Smarte Stadt: Barcelona beteiligt Bürger statt Tech-Unternehmen
Innovativ. Die Technik-Chefin will die digitale Strategie der Stadt komplett neu designen.
Die spanische Stadt Barcelona wurde lange Zeit als sogenannte „Smart City“vermarktet. Bis die neue Bürgermeisterin Ada Colau i Ballano im Juni 2015 an die Macht kam. Die Aktivistin kam aus einer Bürgerbewegung, die Opfern der Immobilienspekulation gegen Zwangsräumungen half. Seither gilt die neue Stadtregierung offiziell als „Rebel City“. Anstatt dass große Technik-Konzerne die Infrastruktur kontrollieren, sollen Bürger beteiligt werden. Zuständig für die neue Digital-Strategie der Stadt ist Francesca Bria, die in Graz beim Elevate Festival über die neue Entwicklung der Stadt sprach. Der KURIER traf sie zum Gespräch. KURIER: Warum will Barcelona keine Smart City mehr sein? Francesca Bria: Bisher war Barcelona sehr stark in den Händen von Tech-Konzernen, die unsere Infrastruktur kontrollieren wollten. Die Daten würden dann ausschließlich bei den Tech-Firmen liegen. Wir wollen aber, dass sie den Bürgern gehören und zum öffentlichen Gut werden. Meine Aufgabe ist es, die Technologie-Strategie der Stadt in diesem Sinne komplett neu zu denken. Wie genau will sich die Stadt verändern?
Wir wollen nicht von oben herab bestimmen, sondern Entwicklungen stärken, die direkt von den Bürgern ausgehen. Bürger können uns etwa via Social Media melden, wennsie in ihrem Umfeld Korruption mitbekommen. Wir setzen auf OpenData, also auf die freie Verfügbar- und Nutzbarkeit von öffentlichen Daten. Was haben Sie neben Open Data noch für Konzepte?
Wir wollen auch gezielt sogenannte MakerSpaces und lokale Gemeinschaften fördern.

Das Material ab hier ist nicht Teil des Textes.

//! Control channel server
//!
//! Runs in the privileged process. Creates one inbound-only endpoint, accepts
//! a single agent connection and logs every line the agent writes until the
//! agent goes away.

use tokio::io::{AsyncRead, AsyncReadExt};
use tracing::{debug, info};

#[cfg(windows)]
use std::ffi::c_void;
#[cfg(windows)]
use tokio::net::windows::named_pipe::{NamedPipeServer, PipeMode, ServerOptions};
#[cfg(windows)]
use windows_sys::Win32::{
    Foundation::{LocalFree, HLOCAL},
    Security::{
        Authorization::{ConvertStringSecurityDescriptorToSecurityDescriptorW, SDDL_REVISION_1},
        PSECURITY_DESCRIPTOR, SECURITY_ATTRIBUTES,
    },
};
#[cfg(not(windows))]
use tokio::net::UnixListener;

#[cfg(windows)]
use super::protocol::PIPE_SECURITY;
use super::protocol::{Endpoint, BUFFER_SIZE};
use super::ChannelError;

/// `ERROR_PIPE_CONNECTED`: the client connected before we started waiting
#[cfg(windows)]
const ERROR_PIPE_CONNECTED: i32 = windows_sys::Win32::Foundation::ERROR_PIPE_CONNECTED as i32;

/// Self-describing security descriptor parsed from SDDL, released on drop
#[cfg(windows)]
struct SecurityDescriptor(PSECURITY_DESCRIPTOR);

#[cfg(windows)]
impl SecurityDescriptor {
    fn from_sddl(sddl: &str) -> std::io::Result<Self> {
        let wide = crate::sys::to_wide(sddl);
        let mut descriptor: PSECURITY_DESCRIPTOR = std::ptr::null_mut();
        // SAFETY: `wide` is NUL-terminated; the out pointer is valid
        let ok = unsafe {
            ConvertStringSecurityDescriptorToSecurityDescriptorW(
                wide.as_ptr(),
                SDDL_REVISION_1,
                &mut descriptor,
                std::ptr::null_mut(),
            )
        };
        if ok == 0 {
            return Err(std::io::Error::last_os_error());
        }
        Ok(Self(descriptor))
    }

    fn as_ptr(&self) -> *mut c_void {
        self.0
    }
}

#[cfg(windows)]
impl Drop for SecurityDescriptor {
    fn drop(&mut self) {
        // SAFETY: allocated by ConvertStringSecurityDescriptorToSecurityDescriptorW
        unsafe {
            LocalFree(self.0 as HLOCAL);
        }
    }
}

/// Single-connection, read-only endpoint
pub struct ControlServer {
    endpoint: Endpoint,
    #[cfg(windows)]
    pipe: NamedPipeServer,
    #[cfg(not(windows))]
    listener: UnixListener,
}

impl ControlServer {
    /// Create the endpoint. Must be called from within a tokio runtime.
    ///
    /// The pipe carries an explicit DACL so the agent, running as the
    /// interactive user, can open it for writing.
    #[cfg(windows)]
    pub fn bind(endpoint: Endpoint) -> Result<Self, ChannelError> {
        let mut options = ServerOptions::new();
        options
            .first_pipe_instance(true)
            .access_inbound(true)
            .access_outbound(false)
            .pipe_mode(PipeMode::Message)
            .max_instances(1)
            .in_buffer_size(BUFFER_SIZE as u32)
            .out_buffer_size(BUFFER_SIZE as u32)
            .reject_remote_clients(true);

        let descriptor = SecurityDescriptor::from_sddl(PIPE_SECURITY).map_err(ChannelError::Bind)?;
        let mut attributes = SECURITY_ATTRIBUTES {
            nLength: std::mem::size_of::<SECURITY_ATTRIBUTES>() as u32,
            lpSecurityDescriptor: descriptor.as_ptr(),
            bInheritHandle: 0,
        };
        // SAFETY: `attributes` and the descriptor it points to outlive the call
        let pipe = unsafe {
            options.create_with_security_attributes_raw(
                endpoint.path(),
                &mut attributes as *mut SECURITY_ATTRIBUTES as *mut c_void,
            )
        }
        .map_err(ChannelError::Bind)?;

        info!(path = ?endpoint.path(), "control channel listening");
        Ok(Self { endpoint, pipe })
    }

    /// Create the endpoint. Must be called from within a tokio runtime.
    #[cfg(not(windows))]
    pub fn bind(endpoint: Endpoint) -> Result<Self, ChannelError> {
        let path = endpoint.path();
        if path.exists() {
            std::fs::remove_file(&path).map_err(ChannelError::Bind)?;
        }
        let listener = UnixListener::bind(&path).map_err(ChannelError::Bind)?;

        // owner-only, like any other private socket
        #[cfg(unix)]
        {
            use std::os::unix::fs::PermissionsExt;
            std::fs::set_permissions(&path, std::fs::Permissions::from_mode(0o600))
                .map_err(ChannelError::Bind)?;
        }

        info!(?path, "control channel listening");
        Ok(Self { endpoint, listener })
    }

    /// The endpoint agents should connect to
    pub fn endpoint(&self) -> &Endpoint {
        &self.endpoint
    }

    /// Accept the agent and log what it sends until it disconnects
    pub async fn run(self) -> Result<(), ChannelError> {
        self.serve(|line| info!(target: "agent", "{}", line)).await
    }

    /// Accept the agent and hand each received line to `on_line`
    #[cfg(windows)]
    pub async fn serve<F: FnMut(&str)>(mut self, on_line: F) -> Result<(), ChannelError> {
        match self.pipe.connect().await {
            Ok(()) => {}
            Err(e) if e.raw_os_error() == Some(ERROR_PIPE_CONNECTED) => {}
            Err(e) => return Err(ChannelError::Accept(e)),
        }
        debug!("agent connected to control channel");
        read_lines(&mut self.pipe, on_line).await;
        Ok(())
    }

    /// Accept the agent and hand each received line to `on_line`
    #[cfg(not(windows))]
    pub async fn serve<F: FnMut(&str)>(self, on_line: F) -> Result<(), ChannelError> {
        let (mut stream, _addr) = self.listener.accept().await.map_err(ChannelError::Accept)?;
        debug!("agent connected to control channel");
        read_lines(&mut stream, on_line).await;
        Ok(())
    }
}

#[cfg(not(windows))]
impl Drop for ControlServer {
    fn drop(&mut self) {
        let path = self.endpoint.path();
        if path.exists() {
            if let Err(e) = std::fs::remove_file(&path) {
                debug!(?e, "failed to remove socket file");
            }
        }
    }
}

/// Read until EOF or error, splitting the byte stream into lines
async fn read_lines<R, F>(reader: &mut R, mut on_line: F)
where
    R: AsyncRead + Unpin,
    F: FnMut(&str),
{
    let mut buf = vec![0u8; BUFFER_SIZE];
    let mut pending: Vec<u8> = Vec::new();

    loop {
        let n = match reader.read(&mut buf).await {
            Ok(0) => break,
            Ok(n) => n,
            Err(e) => {
                debug!(?e, "control channel read ended");
                break;
            }
        };
        pending.extend_from_slice(&buf[..n]);

        while let Some(pos) = pending.iter().position(|&b| b == b'\n') {
            let line: Vec<u8> = pending.drain(..=pos).collect();
            emit(&line[..line.len() - 1], &mut on_line);
        }
    }

    if !pending.is_empty() {
        emit(&pending, &mut on_line);
    }
    debug!("control channel closed");
}

fn emit<F: FnMut(&str)>(raw: &[u8], on_line: &mut F) {
    let text = String::from_utf8_lossy(raw);
    let text = text.trim_end_matches('\r');
    if !text.is_empty() {
        on_line(text);
    }
}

Das sind Plätze, in denen Menschen Gebrauchtes oder Weggeworfenes als Quelle und Inspiration für neue Wertschöpfung nutzen können und wo sie ihr handwerkliches Know-how in kreativen Ideen vereinen. Gleichzeitig mit dem berühmten Sonar-Musik-Festival ist 2017 auch eine MakerFaire geplant. Barcelona hat doch sicher Verträge mit den Tech-Firmen abgeschlossen, die sich nicht einfach rückgängig machen lassen?
Das ist auch nicht das Ziel. Wir wollen die Stadt nicht blockieren oder gar unbewohnbar machen, in dem wir Verträge auflösen. Wir wollen aber langfristig einen Umbruch erzielen. Wir investieren jetzt zum Beispiel nur noch Geld in neue Technologien, bei denen wir aktiv mit- bestimmen können, was in den Verträgen drin steht. Was genau soll in den Verträgen drinnen stehen?
Bei öffentlichen Daten, die im Zuge der Stadtentwicklung erhoben werden, soll vermerkt werden, dass die Daten ein öffentliches Gut sind und nicht dem Unternehmen alleine gehören. Bei personenbezogenen Daten achten wir darauf, dass diese durch Verschlüsselung besonders gut geschützt sind, damit sie in den Händen der einzelnen Personen bleiben. Worin liegt für Sie die größte Herausforderung?
Was wir vorhaben, mag simpel klingen. Aber den Weg zu verändern, wie wir mit Daten umgehen und diese zum öffentlichen Gut zu machen, wird nicht einfach. Derzeit besitzt nicht die Allgemeinheit die Datenhoheit, sondern Monopole wie Google oder Facebook. Wie kann das funktionieren?
Wir schließen uns mit anderen rebellischen Städten wie Paris und Rom zusammen, um den Grundsatz von Open Data in den jeweiligen Strategiepapieren zu verankern. Um Monopole zu bekämpfen braucht es aber freilich mehr Allianzen.